* [Task data]:
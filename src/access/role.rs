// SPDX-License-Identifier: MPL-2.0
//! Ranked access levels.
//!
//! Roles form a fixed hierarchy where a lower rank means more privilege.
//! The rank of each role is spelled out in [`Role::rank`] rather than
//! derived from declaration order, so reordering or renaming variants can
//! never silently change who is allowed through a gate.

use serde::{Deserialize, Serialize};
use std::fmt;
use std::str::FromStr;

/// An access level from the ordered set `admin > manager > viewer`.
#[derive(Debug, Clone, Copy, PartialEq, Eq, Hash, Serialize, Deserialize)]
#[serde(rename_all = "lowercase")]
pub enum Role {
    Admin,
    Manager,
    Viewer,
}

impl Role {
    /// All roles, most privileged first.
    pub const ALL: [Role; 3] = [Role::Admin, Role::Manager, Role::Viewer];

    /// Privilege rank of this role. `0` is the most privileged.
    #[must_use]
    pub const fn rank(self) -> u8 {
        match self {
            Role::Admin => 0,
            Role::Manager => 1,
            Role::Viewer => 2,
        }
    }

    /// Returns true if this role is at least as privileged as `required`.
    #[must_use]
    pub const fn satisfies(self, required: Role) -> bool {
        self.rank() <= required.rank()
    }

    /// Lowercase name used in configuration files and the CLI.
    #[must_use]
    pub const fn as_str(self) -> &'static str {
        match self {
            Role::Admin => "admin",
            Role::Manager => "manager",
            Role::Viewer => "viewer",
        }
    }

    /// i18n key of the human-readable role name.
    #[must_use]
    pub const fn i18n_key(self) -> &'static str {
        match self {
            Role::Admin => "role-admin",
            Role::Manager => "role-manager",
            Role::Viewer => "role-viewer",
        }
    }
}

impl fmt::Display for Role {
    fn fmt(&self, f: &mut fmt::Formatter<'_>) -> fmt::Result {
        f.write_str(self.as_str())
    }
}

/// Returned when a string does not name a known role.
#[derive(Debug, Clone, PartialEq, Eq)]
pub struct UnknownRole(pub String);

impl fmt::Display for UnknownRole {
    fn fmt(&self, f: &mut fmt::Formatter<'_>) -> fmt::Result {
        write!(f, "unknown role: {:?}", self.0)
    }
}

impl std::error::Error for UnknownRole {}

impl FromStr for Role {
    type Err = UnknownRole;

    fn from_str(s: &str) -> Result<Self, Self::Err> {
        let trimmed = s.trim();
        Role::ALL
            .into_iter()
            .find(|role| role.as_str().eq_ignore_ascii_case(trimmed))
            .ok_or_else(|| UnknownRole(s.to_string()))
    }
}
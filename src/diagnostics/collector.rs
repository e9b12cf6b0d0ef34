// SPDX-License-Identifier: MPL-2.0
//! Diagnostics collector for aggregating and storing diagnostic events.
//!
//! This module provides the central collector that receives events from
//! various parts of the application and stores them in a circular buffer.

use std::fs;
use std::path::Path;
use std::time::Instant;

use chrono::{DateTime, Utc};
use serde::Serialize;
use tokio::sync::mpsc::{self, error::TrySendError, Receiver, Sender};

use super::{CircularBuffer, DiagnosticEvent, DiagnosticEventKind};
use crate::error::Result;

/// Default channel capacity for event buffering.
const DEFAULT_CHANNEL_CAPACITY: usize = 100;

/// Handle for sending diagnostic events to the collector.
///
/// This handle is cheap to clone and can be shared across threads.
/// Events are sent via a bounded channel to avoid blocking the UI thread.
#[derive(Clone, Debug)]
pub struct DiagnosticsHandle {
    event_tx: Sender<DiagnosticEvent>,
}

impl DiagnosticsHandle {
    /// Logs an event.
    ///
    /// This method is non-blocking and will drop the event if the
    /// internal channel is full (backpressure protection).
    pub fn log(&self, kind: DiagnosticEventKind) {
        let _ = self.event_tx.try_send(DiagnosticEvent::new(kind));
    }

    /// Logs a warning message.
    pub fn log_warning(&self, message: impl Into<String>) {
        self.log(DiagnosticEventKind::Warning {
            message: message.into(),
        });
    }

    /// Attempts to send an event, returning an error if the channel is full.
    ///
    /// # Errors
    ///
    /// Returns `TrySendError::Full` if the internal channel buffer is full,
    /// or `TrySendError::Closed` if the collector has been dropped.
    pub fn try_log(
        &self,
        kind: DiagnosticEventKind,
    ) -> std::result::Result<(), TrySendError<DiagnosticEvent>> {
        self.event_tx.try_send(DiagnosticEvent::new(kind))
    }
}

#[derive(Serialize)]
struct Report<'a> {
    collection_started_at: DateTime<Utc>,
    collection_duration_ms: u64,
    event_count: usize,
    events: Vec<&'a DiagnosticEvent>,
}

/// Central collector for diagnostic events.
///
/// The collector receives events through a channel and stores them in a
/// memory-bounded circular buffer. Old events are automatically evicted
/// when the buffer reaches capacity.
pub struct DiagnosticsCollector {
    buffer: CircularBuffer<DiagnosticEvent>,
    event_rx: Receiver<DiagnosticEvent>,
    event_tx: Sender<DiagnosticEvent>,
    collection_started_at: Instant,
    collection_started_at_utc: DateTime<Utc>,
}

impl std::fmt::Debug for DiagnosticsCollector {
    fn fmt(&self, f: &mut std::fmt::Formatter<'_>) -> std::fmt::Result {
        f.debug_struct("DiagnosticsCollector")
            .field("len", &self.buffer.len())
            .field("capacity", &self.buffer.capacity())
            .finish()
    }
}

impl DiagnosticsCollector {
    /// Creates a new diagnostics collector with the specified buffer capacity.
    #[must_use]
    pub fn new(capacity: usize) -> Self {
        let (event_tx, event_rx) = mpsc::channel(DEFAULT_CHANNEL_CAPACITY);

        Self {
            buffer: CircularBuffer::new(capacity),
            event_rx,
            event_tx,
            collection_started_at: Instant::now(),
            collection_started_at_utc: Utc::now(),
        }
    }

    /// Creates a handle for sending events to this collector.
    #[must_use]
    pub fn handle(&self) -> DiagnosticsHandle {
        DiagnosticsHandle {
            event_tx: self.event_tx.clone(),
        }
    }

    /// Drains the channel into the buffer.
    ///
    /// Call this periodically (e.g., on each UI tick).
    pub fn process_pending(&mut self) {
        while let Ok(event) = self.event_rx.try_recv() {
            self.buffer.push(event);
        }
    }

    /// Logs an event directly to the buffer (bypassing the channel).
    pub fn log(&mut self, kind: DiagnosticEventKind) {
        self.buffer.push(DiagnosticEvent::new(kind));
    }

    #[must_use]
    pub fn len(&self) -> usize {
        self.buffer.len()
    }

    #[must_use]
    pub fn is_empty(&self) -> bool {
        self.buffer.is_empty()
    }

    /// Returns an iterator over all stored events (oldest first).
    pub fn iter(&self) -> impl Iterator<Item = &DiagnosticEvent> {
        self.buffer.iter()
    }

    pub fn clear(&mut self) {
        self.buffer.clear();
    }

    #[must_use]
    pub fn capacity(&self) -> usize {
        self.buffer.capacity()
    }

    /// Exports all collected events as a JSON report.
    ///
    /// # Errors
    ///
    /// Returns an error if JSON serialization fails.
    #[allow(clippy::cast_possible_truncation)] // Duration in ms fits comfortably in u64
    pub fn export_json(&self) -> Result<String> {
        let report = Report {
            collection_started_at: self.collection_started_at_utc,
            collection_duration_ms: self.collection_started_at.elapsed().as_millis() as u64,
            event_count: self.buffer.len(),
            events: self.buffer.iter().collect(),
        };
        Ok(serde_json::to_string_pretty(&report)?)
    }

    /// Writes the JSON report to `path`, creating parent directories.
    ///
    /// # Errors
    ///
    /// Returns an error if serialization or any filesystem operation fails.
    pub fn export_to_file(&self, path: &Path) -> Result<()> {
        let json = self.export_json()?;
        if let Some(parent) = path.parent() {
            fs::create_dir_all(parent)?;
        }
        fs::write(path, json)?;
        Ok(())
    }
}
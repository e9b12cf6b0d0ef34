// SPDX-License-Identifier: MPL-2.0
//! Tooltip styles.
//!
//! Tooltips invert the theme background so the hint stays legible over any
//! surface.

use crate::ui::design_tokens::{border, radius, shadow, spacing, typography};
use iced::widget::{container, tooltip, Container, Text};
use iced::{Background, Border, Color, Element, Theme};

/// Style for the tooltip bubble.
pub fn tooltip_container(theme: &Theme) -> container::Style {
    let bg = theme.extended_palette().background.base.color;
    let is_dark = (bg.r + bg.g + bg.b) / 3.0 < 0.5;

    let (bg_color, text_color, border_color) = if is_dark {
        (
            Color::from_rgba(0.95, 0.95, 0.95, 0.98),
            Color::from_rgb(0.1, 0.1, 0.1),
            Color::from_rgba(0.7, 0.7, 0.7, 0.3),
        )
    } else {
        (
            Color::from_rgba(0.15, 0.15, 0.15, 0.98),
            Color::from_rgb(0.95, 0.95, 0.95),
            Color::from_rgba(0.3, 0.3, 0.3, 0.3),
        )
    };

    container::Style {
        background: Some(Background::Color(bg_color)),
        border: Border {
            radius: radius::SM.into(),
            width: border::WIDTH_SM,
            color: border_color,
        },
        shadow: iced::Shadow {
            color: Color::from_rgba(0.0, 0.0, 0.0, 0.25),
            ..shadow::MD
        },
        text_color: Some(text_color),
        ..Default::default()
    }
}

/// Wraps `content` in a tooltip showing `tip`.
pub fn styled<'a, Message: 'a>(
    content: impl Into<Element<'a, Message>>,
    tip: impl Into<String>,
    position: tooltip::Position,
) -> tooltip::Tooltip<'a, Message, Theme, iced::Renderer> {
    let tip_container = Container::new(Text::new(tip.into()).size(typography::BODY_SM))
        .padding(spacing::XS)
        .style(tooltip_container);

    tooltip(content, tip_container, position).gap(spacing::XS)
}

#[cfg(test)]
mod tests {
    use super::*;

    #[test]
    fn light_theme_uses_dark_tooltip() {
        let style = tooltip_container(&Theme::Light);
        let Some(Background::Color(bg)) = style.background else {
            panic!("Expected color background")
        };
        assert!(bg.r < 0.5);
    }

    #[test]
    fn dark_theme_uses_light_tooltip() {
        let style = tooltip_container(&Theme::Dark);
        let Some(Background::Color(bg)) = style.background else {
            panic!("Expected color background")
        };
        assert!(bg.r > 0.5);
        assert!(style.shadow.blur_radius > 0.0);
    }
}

* [What you will do]: Output, from the data above, the lines from the line with "-> std::result::Result<(), TrySendError<DiagnosticEvent>>" to the line with "pub fn len(&self)" exactly as they stand, both ends included and nothing else.

* [Exercise output]:
    ) -> std::result::Result<(), TrySendError<DiagnosticEvent>> {
        self.event_tx.try_send(DiagnosticEvent::new(kind))
    }
}

#[derive(Serialize)]
struct Report<'a> {
    collection_started_at: DateTime<Utc>,
    collection_duration_ms: u64,
    event_count: usize,
    events: Vec<&'a DiagnosticEvent>,
}

/// Central collector for diagnostic events.
///
/// The collector receives events through a channel and stores them in a
/// memory-bounded circular buffer. Old events are automatically evicted
/// when the buffer reaches capacity.
pub struct DiagnosticsCollector {
    buffer: CircularBuffer<DiagnosticEvent>,
    event_rx: Receiver<DiagnosticEvent>,
    event_tx: Sender<DiagnosticEvent>,
    collection_started_at: Instant,
    collection_started_at_utc: DateTime<Utc>,
}

impl std::fmt::Debug for DiagnosticsCollector {
    fn fmt(&self, f: &mut std::fmt::Formatter<'_>) -> std::fmt::Result {
        f.debug_struct("DiagnosticsCollector")
            .field("len", &self.buffer.len())
            .field("capacity", &self.buffer.capacity())
            .finish()
    }
}

impl DiagnosticsCollector {
    /// Creates a new diagnostics collector with the specified buffer capacity.
    #[must_use]
    pub fn new(capacity: usize) -> Self {
        let (event_tx, event_rx) = mpsc::channel(DEFAULT_CHANNEL_CAPACITY);

        Self {
            buffer: CircularBuffer::new(capacity),
            event_rx,
            event_tx,
            collection_started_at: Instant::now(),
            collection_started_at_utc: Utc::now(),
        }
    }

    /// Creates a handle for sending events to this collector.
    #[must_use]
    pub fn handle(&self) -> DiagnosticsHandle {
        DiagnosticsHandle {
            event_tx: self.event_tx.clone(),
        }
    }

    /// Drains the channel into the buffer.
    ///
    /// Call this periodically (e.g., on each UI tick).
    pub fn process_pending(&mut self) {
        while let Ok(event) = self.event_rx.try_recv() {
            self.buffer.push(event);
        }
    }

    /// Logs an event directly to the buffer (bypassing the channel).
    pub fn log(&mut self, kind: DiagnosticEventKind) {
        self.buffer.push(DiagnosticEvent::new(kind));
    }

    #[must_use]
    pub fn len(&self) -> usize {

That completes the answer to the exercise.